* DIRECTIONS FOR THIS TASK
Copy out the records that follow, leaving every character as it is.

* PROVIDED DATA
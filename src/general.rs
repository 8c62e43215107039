//! General data-wrangling helpers
//!
//! Slice chunking, buffered file line counting, and JSON object
//! key manipulation.

use std::fs::File;
use std::io::{BufRead, BufReader};
use std::path::Path;
use std::slice::Chunks;

use serde_json::{Map as JsonMap, Value as JsonValue};

use crate::error::{Result, ToolbeltError};

const LINE_COUNT_BUFFER_SIZE: usize = 1024 * 1024;

/// Iterate a slice in chunks of at most `size` elements
///
/// Fails when `size` is zero.
pub fn chunker<T>(seq: &[T], size: usize) -> Result<Chunks<'_, T>> {
    if size == 0 {
        return Err(ToolbeltError::InvalidChunkSize(size));
    }
    Ok(seq.chunks(size))
}

/// Count the number of lines in a file
///
/// Every file has at least one line: the count is the number of newline
/// bytes plus one.
pub fn count_lines_in_file(path: impl AsRef<Path>) -> Result<u64> {
    let file = File::open(path.as_ref())?;
    let mut reader = BufReader::with_capacity(LINE_COUNT_BUFFER_SIZE, file);

    let mut count: u64 = 1;
    loop {
        let buffer = reader.fill_buf()?;
        if buffer.is_empty() {
            break;
        }
        count += buffer.iter().filter(|&&byte| byte == b'\n').count() as u64;
        let consumed = buffer.len();
        reader.consume(consumed);
    }
    Ok(count)
}

/// Rename a key of a JSON object in place
///
/// The renamed entry moves to the end of the object, as removal plus
/// reinsertion implies. Returns whether the source key was present; an
/// existing destination key is overwritten.
pub fn rename_key(obj: &mut JsonMap<String, JsonValue>, src_key: &str, dest_key: &str) -> bool {
    // shift_remove keeps the order of the remaining entries
    match obj.shift_remove(src_key) {
        Some(value) => {
            obj.insert(dest_key.to_string(), value);
            true
        }
        None => false,
    }
}

/// Copying variant of [`rename_key`]: the original object is untouched
pub fn renamed_key(
    obj: &JsonMap<String, JsonValue>,
    src_key: &str,
    dest_key: &str,
) -> JsonMap<String, JsonValue> {
    let mut copy = obj.clone();
    rename_key(&mut copy, src_key, dest_key);
    copy
}

/// Fetch a value from a deeply nested JSON object
///
/// Follows `keys` in order; returns `None` as soon as a step is missing
/// or the current value is not an object.
pub fn unnest_key<'a>(obj: &'a JsonValue, keys: &[&str]) -> Option<&'a JsonValue> {
    let mut found = obj;
    for key in keys {
        found = found.get(key)?;
    }
    Some(found)
}

#[cfg(test)]
mod tests {
    use super::*;
    use serde_json::json;
    use std::io::Write;

    #[test]
    fn test_chunker_even_split() {
        let seq = [1, 2, 3, 4, 5, 6];
        let chunks: Vec<&[i32]> = chunker(&seq, 2).unwrap().collect();
        assert_eq!(chunks, vec![&[1, 2][..], &[3, 4][..], &[5, 6][..]]);
    }

    #[test]
    fn test_chunker_short_tail() {
        let seq = [1, 2, 3, 4, 5];
        let chunks: Vec<&[i32]> = chunker(&seq, 2).unwrap().collect();
        assert_eq!(chunks.last().unwrap(), &&[5][..]);
    }

    #[test]
    fn test_chunker_size_larger_than_slice() {
        let seq = [1, 2];
        let chunks: Vec<&[i32]> = chunker(&seq, 10).unwrap().collect();
        assert_eq!(chunks, vec![&[1, 2][..]]);
    }

    #[test]
    fn test_chunker_zero_size_fails() {
        let seq = [1, 2, 3];
        assert!(matches!(
            chunker(&seq, 0),
            Err(ToolbeltError::InvalidChunkSize(0))
        ));
    }

    #[test]
    fn test_count_lines_single_line() {
        let mut file = tempfile::NamedTempFile::new().unwrap();
        write!(file, "no newline here").unwrap();
        assert_eq!(count_lines_in_file(file.path()).unwrap(), 1);
    }

    #[test]
    fn test_count_lines_multiple() {
        let mut file = tempfile::NamedTempFile::new().unwrap();
        write!(file, "one\ntwo\nthree").unwrap();
        assert_eq!(count_lines_in_file(file.path()).unwrap(), 3);
    }

    #[test]
    fn test_count_lines_trailing_newline() {
        let mut file = tempfile::NamedTempFile::new().unwrap();
        write!(file, "one\ntwo\n").unwrap();
        assert_eq!(count_lines_in_file(file.path()).unwrap(), 3);
    }

    #[test]
    fn test_count_lines_empty_file() {
        let file = tempfile::NamedTempFile::new().unwrap();
        assert_eq!(count_lines_in_file(file.path()).unwrap(), 1);
    }

    #[test]
    fn test_count_lines_missing_file_fails() {
        let dir = tempfile::tempdir().unwrap();
        let result = count_lines_in_file(dir.path().join("absent.txt"));
        assert!(matches!(result, Err(ToolbeltError::Io(_))));
    }

    #[test]
    fn test_rename_key_in_place() {
        let mut obj = json!({"a": 1, "b": 2})
            .as_object()
            .cloned()
            .unwrap();
        assert!(rename_key(&mut obj, "a", "z"));
        assert_eq!(obj.get("z"), Some(&json!(1)));
        assert!(!obj.contains_key("a"));
    }

    #[test]
    fn test_rename_key_missing_source() {
        let mut obj = json!({"a": 1}).as_object().cloned().unwrap();
        assert!(!rename_key(&mut obj, "x", "y"));
        assert_eq!(obj.len(), 1);
    }

    #[test]
    fn test_rename_key_overwrites_destination() {
        let mut obj = json!({"a": 1, "b": 2}).as_object().cloned().unwrap();
        assert!(rename_key(&mut obj, "a", "b"));
        assert_eq!(obj.len(), 1);
        assert_eq!(obj.get("b"), Some(&json!(1)));
    }

    #[test]
    fn test_rename_key_keeps_remaining_order() {
        let mut obj = json!({"a": 1, "b": 2, "c": 3, "d": 4})
            .as_object()
            .cloned()
            .unwrap();
        assert!(rename_key(&mut obj, "b", "z"));
        let keys: Vec<&str> = obj.keys().map(String::as_str).collect();
        assert_eq!(keys, vec!["a", "c", "d", "z"]);
    }

    #[test]
    fn test_renamed_key_leaves_original_untouched() {
        let obj = json!({"a": 1}).as_object().cloned().unwrap();
        let renamed = renamed_key(&obj, "a", "b");
        assert!(obj.contains_key("a"));
        assert!(renamed.contains_key("b"));
        assert!(!renamed.contains_key("a"));
    }

    #[test]
    fn test_unnest_key_found() {
        let obj = json!({"a": {"b": {"c": 42}}});
        assert_eq!(unnest_key(&obj, &["a", "b", "c"]), Some(&json!(42)));
    }

    #[test]
    fn test_unnest_key_partial_depth() {
        let obj = json!({"a": {"b": 1}});
        assert_eq!(unnest_key(&obj, &["a"]), Some(&json!({"b": 1})));
    }

    #[test]
    fn test_unnest_key_missing_step() {
        let obj = json!({"a": {"b": 1}});
        assert_eq!(unnest_key(&obj, &["a", "x"]), None);
        assert_eq!(unnest_key(&obj, &["a", "b", "c"]), None);
    }

    #[test]
    fn test_unnest_key_no_keys_returns_root() {
        let obj = json!({"a": 1});
        assert_eq!(unnest_key(&obj, &[]), Some(&obj));
    }
}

* SOLUTION TO THE EXERCISE
filename src/general.rs
repository 8c62e43215107039
//! General data-wrangling helpers
//!
//! Slice chunking, buffered file line counting, and JSON object
//! key manipulation.

use std::fs::File;
use std::io::{BufRead, BufReader};
use std::path::Path;
use std::slice::Chunks;

use serde_json::{Map as JsonMap, Value as JsonValue};

use crate::error::{Result, ToolbeltError};

const LINE_COUNT_BUFFER_SIZE: usize = 1024 * 1024;

/// Iterate a slice in chunks of at most `size` elements
///
/// Fails when `size` is zero.
pub fn chunker<T>(seq: &[T], size: usize) -> Result<Chunks<'_, T>> {
    if size == 0 {
        return Err(ToolbeltError::InvalidChunkSize(size));
    }
    Ok(seq.chunks(size))
}

/// Count the number of lines in a file
///
/// Every file has at least one line: the count is the number of newline
/// bytes plus one.
pub fn count_lines_in_file(path: impl AsRef<Path>) -> Result<u64> {
    let file = File::open(path.as_ref())?;
    let mut reader = BufReader::with_capacity(LINE_COUNT_BUFFER_SIZE, file);

    let mut count: u64 = 1;
    loop {
        let buffer = reader.fill_buf()?;
        if buffer.is_empty() {
            break;
        }
        count += buffer.iter().filter(|&&byte| byte == b'\n').count() as u64;
        let consumed = buffer.len();
        reader.consume(consumed);
    }
    Ok(count)
}

/// Rename a key of a JSON object in place
///
/// The renamed entry moves to the end of the object, as removal plus
/// reinsertion implies. Returns whether the source key was present; an
/// existing destination key is overwritten.
pub fn rename_key(obj: &mut JsonMap<String, JsonValue>, src_key: &str, dest_key: &str) -> bool {
    // shift_remove keeps the order of the remaining entries
    match obj.shift_remove(src_key) {
        Some(value) => {
            obj.insert(dest_key.to_string(), value);
            true
        }
        None => false,
    }
}

/// Copying variant of [`rename_key`]: the original object is untouched
pub fn renamed_key(
    obj: &JsonMap<String, JsonValue>,
    src_key: &str,
    dest_key: &str,
) -> JsonMap<String, JsonValue> {
    let mut copy = obj.clone();
    rename_key(&mut copy, src_key, dest_key);
    copy
}

/// Fetch a value from a deeply nested JSON object
///
/// Follows `keys` in order; returns `None` as soon as a step is missing
/// or the current value is not an object.
pub fn unnest_key<'a>(obj: &'a JsonValue, keys: &[&str]) -> Option<&'a JsonValue> {
    let mut found = obj;
    for key in keys {
        found = found.get(key)?;
    }
    Some(found)
}

#[cfg(test)]
mod tests {
    use super::*;
    use serde_json::json;
    use std::io::Write;

    #[test]
    fn test_chunker_even_split() {
        let seq = [1, 2, 3, 4, 5, 6];
        let chunks: Vec<&[i32]> = chunker(&seq, 2).unwrap().collect();
        assert_eq!(chunks, vec![&[1, 2][..], &[3, 4][..], &[5, 6][..]]);
    }

    #[test]
    fn test_chunker_short_tail() {
        let seq = [1, 2, 3, 4, 5];
        let chunks: Vec<&[i32]> = chunker(&seq, 2).unwrap().collect();
        assert_eq!(chunks.last().unwrap(), &&[5][..]);
    }

    #[test]
    fn test_chunker_size_larger_than_slice() {
        let seq = [1, 2];
        let chunks: Vec<&[i32]> = chunker(&seq, 10).unwrap().collect();
        assert_eq!(chunks, vec![&[1, 2][..]]);
    }

    #[test]
    fn test_chunker_zero_size_fails() {
        let seq = [1, 2, 3];
        assert!(matches!(
            chunker(&seq, 0),
            Err(ToolbeltError::InvalidChunkSize(0))
        ));
    }

    #[test]
    fn test_count_lines_single_line() {
        let mut file = tempfile::NamedTempFile::new().unwrap();
        write!(file, "no newline here").unwrap();
        assert_eq!(count_lines_in_file(file.path()).unwrap(), 1);
    }

    #[test]
    fn test_count_lines_multiple() {
        let mut file = tempfile::NamedTempFile::new().unwrap();
        write!(file, "one\ntwo\nthree").unwrap();
        assert_eq!(count_lines_in_file(file.path()).unwrap(), 3);
    }

    #[test]
    fn test_count_lines_trailing_newline() {
        let mut file = tempfile::NamedTempFile::new().unwrap();
        write!(file, "one\ntwo\n").unwrap();
        assert_eq!(count_lines_in_file(file.path()).unwrap(), 3);
    }

    #[test]
    fn test_count_lines_empty_file() {
        let file = tempfile::NamedTempFile::new().unwrap();
        assert_eq!(count_lines_in_file(file.path()).unwrap(), 1);
    }

    #[test]
    fn test_count_lines_missing_file_fails() {
        let dir = tempfile::tempdir().unwrap();
        let result = count_lines_in_file(dir.path().join("absent.txt"));
        assert!(matches!(result, Err(ToolbeltError::Io(_))));
    }

    #[test]
    fn test_rename_key_in_place() {
        let mut obj = json!({"a": 1, "b": 2})
            .as_object()
            .cloned()
            .unwrap();
        assert!(rename_key(&mut obj, "a", "z"));
        assert_eq!(obj.get("z"), Some(&json!(1)));
        assert!(!obj.contains_key("a"));
    }

    #[test]
    fn test_rename_key_missing_source() {
        let mut obj = json!({"a": 1}).as_object().cloned().unwrap();
        assert!(!rename_key(&mut obj, "x", "y"));
        assert_eq!(obj.len(), 1);
    }

    #[test]
    fn test_rename_key_overwrites_destination() {
        let mut obj = json!({"a": 1, "b": 2}).as_object().cloned().unwrap();
        assert!(rename_key(&mut obj, "a", "b"));
        assert_eq!(obj.len(), 1);
        assert_eq!(obj.get("b"), Some(&json!(1)));
    }

    #[test]
    fn test_rename_key_keeps_remaining_order() {
        let mut obj = json!({"a": 1, "b": 2, "c": 3, "d": 4})
            .as_object()
            .cloned()
            .unwrap();
        assert!(rename_key(&mut obj, "b", "z"));
        let keys: Vec<&str> = obj.keys().map(String::as_str).collect();
        assert_eq!(keys, vec!["a", "c", "d", "z"]);
    }

    #[test]
    fn test_renamed_key_leaves_original_untouched() {
        let obj = json!({"a": 1}).as_object().cloned().unwrap();
        let renamed = renamed_key(&obj, "a", "b");
        assert!(obj.contains_key("a"));
        assert!(renamed.contains_key("b"));
        assert!(!renamed.contains_key("a"));
    }

    #[test]
    fn test_unnest_key_found() {
        let obj = json!({"a": {"b": {"c": 42}}});
        assert_eq!(unnest_key(&obj, &["a", "b", "c"]), Some(&json!(42)));
    }

    #[test]
    fn test_unnest_key_partial_depth() {
        let obj = json!({"a": {"b": 1}});
        assert_eq!(unnest_key(&obj, &["a"]), Some(&json!({"b": 1})));
    }

    #[test]
    fn test_unnest_key_missing_step() {
        let obj = json!({"a": {"b": 1}});
        assert_eq!(unnest_key(&obj, &["a", "x"]), None);
        assert_eq!(unnest_key(&obj, &["a", "b", "c"]), None);
    }

    #[test]
    fn test_unnest_key_no_keys_returns_root() {
        let obj = json!({"a": 1});
        assert_eq!(unnest_key(&obj, &[]), Some(&obj));
    }
}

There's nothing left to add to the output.